The decision to buy Greek bonds directly was not unanimous. The world now knows that Axel Weber, the president of the Bundesbank, voted against it. His was one vote out of 22, but he represents 27% of eurozone GDP, so he cannot be dismissed as an insignificant outlier. It was the first time that the president of the ECB has had to reveal that a decision was not unanimous.

In theory, we have always known that the ECB would, if necessary, make decisions on the basis of majority rule. But, until now, no such case had arisen, and there were no procedures for disclosing votes. This stands in marked contrast to the United States Federal Reserve, and also the Bank of England, where individual votes on the Monetary Policy Committee are routinely revealed.

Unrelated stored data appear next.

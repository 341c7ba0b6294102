//! Extraction of tar streams onto the filesystem.
//!
//! Each record runs the same pipeline: resolve the parent directory
//! strictly under the extraction root, verify nothing occupies the name,
//! create the type-specific filesystem object, transfer the payload
//! (shared extents where the archiver aligned the body), apply metadata,
//! and repair the parent directory's timestamps, which the creation
//! syscall just bumped.

use std::collections::HashMap;
use std::ffi::{CString, OsString};
use std::fmt;
use std::fs::File;
use std::os::unix::ffi::OsStrExt;
use std::os::unix::io::{AsRawFd, FromRawFd, OwnedFd, RawFd};
use std::path::{Path, PathBuf};

use anyhow::{anyhow, Context, Error};
use nix::errno::Errno;
use nix::fcntl::{AtFlags, OFlag};
use nix::sys::stat::{self, FchmodatFlags, Mode, UtimensatFlags};
use nix::sys::time::TimeSpec;
use nix::unistd::{self, FchownatFlags, Gid, LinkatFlags, Uid};

use crate::chroot;
use crate::header::UnixTime;
use crate::progress::Progress;
use crate::reflink;
use crate::tools::{clean_path, humanize_record_type, op_err};
use crate::PAGE_SIZE;

#[derive(Clone, Copy, Debug, Default)]
pub struct ExtractOptions {
    /// Restore uid/gid as recorded in the archive.
    pub same_owner: bool,
    /// Abort on the first error instead of warning and continuing.
    pub freakout: bool,
}

/// A record whose type byte is outside the supported set. Recoverable
/// per-entry unless freakout mode is on.
#[derive(Debug)]
pub struct UnhandledRecord {
    type_byte: u8,
    path: PathBuf,
}

impl fmt::Display for UnhandledRecord {
    fn fmt(&self, f: &mut fmt::Formatter) -> fmt::Result {
        write!(
            f,
            "unhandled record type '{}' for '{}'",
            self.type_byte as char,
            self.path.display()
        )
    }
}

impl std::error::Error for UnhandledRecord {}

/// Extraction never overwrites; an occupied name is a per-entry error.
#[derive(Debug)]
pub struct TargetAlreadyExists {
    path: PathBuf,
}

impl fmt::Display for TargetAlreadyExists {
    fn fmt(&self, f: &mut fmt::Formatter) -> fmt::Result {
        write!(f, "target already exists: '{}'", self.path.display())
    }
}

impl std::error::Error for TargetAlreadyExists {}

/// Extract `archive` into `extract_dir`. Returns whether every record
/// extracted cleanly; recoverable per-entry failures are reported to
/// `progress` as warnings and flip the result to `false` unless
/// `freakout` turns them fatal.
pub fn extract_archive(
    extract_dir: &Path,
    archive: &File,
    options: &ExtractOptions,
    progress: &Progress,
) -> Result<bool, Error> {
    let root = nix::fcntl::open(
        extract_dir,
        OFlag::O_PATH | OFlag::O_DIRECTORY | OFlag::O_CLOEXEC,
        Mode::empty(),
    )
    .map_err(op_err("open()", extract_dir))?;
    let root = unsafe { OwnedFd::from_raw_fd(root) };

    let mut dir_times: HashMap<PathBuf, (TimeSpec, TimeSpec)> = HashMap::new();
    let mut all_clean = true;

    let mut reader = tar::Archive::new(archive);
    for entry in reader.entries().context("cannot read tar archive")? {
        let mut entry = entry.context("error reading tar record")?;
        let meta = RecordMeta::from_entry(&mut entry)?;

        let rel = clean_path(meta.name.strip_prefix("/").unwrap_or(&meta.name));
        let full_path = clean_path(&extract_dir.join(&rel));

        match extract_one(
            root.as_raw_fd(),
            &rel,
            &full_path,
            &meta,
            archive,
            &mut dir_times,
            options,
        ) {
            Ok(was_cloned) => {
                let tag = if was_cloned {
                    "file (cloned)".to_string()
                } else {
                    humanize_record_type(meta.type_byte)
                };
                progress.verbose(format!("{:<15}\t{}", tag, meta.name.display()));
            }
            Err(err) if !options.freakout && is_per_entry_error(&err) => {
                progress.warning(format!("Skipping: {err:#}"));
                all_clean = false;
            }
            Err(err) => return Err(err),
        }
    }
    Ok(all_clean)
}

fn is_per_entry_error(err: &Error) -> bool {
    err.downcast_ref::<UnhandledRecord>().is_some()
        || err.downcast_ref::<TargetAlreadyExists>().is_some()
}

/// Everything the extractor needs from one record, decoded up front so the
/// tar reader borrow ends before any filesystem work starts.
struct RecordMeta {
    type_byte: u8,
    name: PathBuf,
    link_target: Option<PathBuf>,
    size: u64,
    mode: u32,
    uid: u32,
    gid: u32,
    atime: UnixTime,
    mtime: UnixTime,
    dev_major: u32,
    dev_minor: u32,
    /// Byte offset of the body within the archive file.
    data_offset: u64,
}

The argument against transparency has been that, in the unusual circumstances of the ECB, to expose the votes of individual members of the Governing Council would put pressure on them as representatives of member states.

The governor from a country in recession might feel almost bound to vote against an increase in interest rates, or for a cut, regardless of overall conditions in the eurozone.

But can an absence of clarity about the ECB’s voting arrangements last forever? Nout Wellink of the Dutch Central Bank has explicitly said that more disclosure would one day be needed as the ECB reaches maturity. Weber’s dissenting voice on Greek bond purchases brings that day dramatically closer.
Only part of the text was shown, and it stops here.